#### DATA SUPPLIED ####

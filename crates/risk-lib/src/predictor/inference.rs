//! Risk scoring with feature attribution

use super::RiskScorer;
use crate::models::{FactorContribution, FeatureRow, FeatureValues, PredictionResult, StreamKey};
use chrono::{DateTime, Utc};
use std::collections::BTreeMap;

/// Number of contributing factors reported per prediction
pub const DEFAULT_TOP_FACTORS: usize = 3;

/// The `n` features with the largest absolute contribution, largest first
///
/// Ties keep model feature order.
pub fn top_factors(contributions: &FeatureValues, n: usize) -> Vec<FactorContribution> {
    let mut factors: Vec<FactorContribution> = contributions
        .iter()
        .map(|(feature, contribution)| FactorContribution {
            feature,
            contribution,
        })
        .collect();
    factors.sort_by(|a, b| {
        b.contribution
            .abs()
            .partial_cmp(&a.contribution.abs())
            .unwrap_or(std::cmp::Ordering::Equal)
    });
    factors.truncate(n);
    factors
}

/// Score one feature vector
pub fn score_row<S: RiskScorer + ?Sized>(
    scorer: &S,
    service: &str,
    route: &str,
    bucket_start: DateTime<Utc>,
    features: &FeatureValues,
    top_n: usize,
) -> PredictionResult {
    let contributions = scorer.contributions(features);
    let risk_score = super::sigmoid(scorer.bias() + contributions.0.iter().sum::<f64>());

    PredictionResult {
        service: service.to_string(),
        route: route.to_string(),
        bucket_start,
        risk_score,
        top_factors: top_factors(&contributions, top_n),
    }
}

/// Most recent row of every stream matching the optional filters
///
/// Results are ordered by (service, route).
pub fn latest_per_stream<'a>(
    rows: &'a [FeatureRow],
    service: Option<&str>,
    route: Option<&str>,
) -> Vec<&'a FeatureRow> {
    let mut latest: BTreeMap<StreamKey<'a>, &'a FeatureRow> = BTreeMap::new();
    for row in rows {
        if service.is_some_and(|s| s != row.service) || route.is_some_and(|r| r != row.route) {
            continue;
        }
        latest
            .entry(row.stream_key())
            .and_modify(|current| {
                if row.bucket_start > current.bucket_start {
                    *current = row;
                }
            })
            .or_insert(row);
    }
    latest.into_values().collect()
}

####

● REQUIRED ACTION
A complete, exact repeat of the records is the required answer.

● TASK ANSWER
filename crates/risk-lib/src/predictor/inference.rs
//! Risk scoring with feature attribution

use super::RiskScorer;
use crate::models::{FactorContribution, FeatureRow, FeatureValues, PredictionResult, StreamKey};
use chrono::{DateTime, Utc};
use std::collections::BTreeMap;

/// Number of contributing factors reported per prediction
pub const DEFAULT_TOP_FACTORS: usize = 3;

/// The `n` features with the largest absolute contribution, largest first
///
/// Ties keep model feature order.
pub fn top_factors(contributions: &FeatureValues, n: usize) -> Vec<FactorContribution> {
    let mut factors: Vec<FactorContribution> = contributions
        .iter()
        .map(|(feature, contribution)| FactorContribution {
            feature,
            contribution,
        })
        .collect();
    factors.sort_by(|a, b| {
        b.contribution
            .abs()
            .partial_cmp(&a.contribution.abs())
            .unwrap_or(std::cmp::Ordering::Equal)
    });
    factors.truncate(n);
    factors
}

/// Score one feature vector
pub fn score_row<S: RiskScorer + ?Sized>(
    scorer: &S,
    service: &str,
    route: &str,
    bucket_start: DateTime<Utc>,
    features: &FeatureValues,
    top_n: usize,
) -> PredictionResult {
    let contributions = scorer.contributions(features);
    let risk_score = super::sigmoid(scorer.bias() + contributions.0.iter().sum::<f64>());

    PredictionResult {
        service: service.to_string(),
        route: route.to_string(),
        bucket_start,
        risk_score,
        top_factors: top_factors(&contributions, top_n),
    }
}

/// Most recent row of every stream matching the optional filters
///
/// Results are ordered by (service, route).
pub fn latest_per_stream<'a>(
    rows: &'a [FeatureRow],
    service: Option<&str>,
    route: Option<&str>,
) -> Vec<&'a FeatureRow> {
    let mut latest: BTreeMap<StreamKey<'a>, &'a FeatureRow> = BTreeMap::new();
    for row in rows {
        if service.is_some_and(|s| s != row.service) || route.is_some_and(|r| r != row.route) {
            continue;
        }
        latest
            .entry(row.stream_key())
            .and_modify(|current| {
                if row.bucket_start > current.bucket_start {
                    *current = row;
                }
            })
            .or_insert(row);
    }
    latest.into_values().collect()
}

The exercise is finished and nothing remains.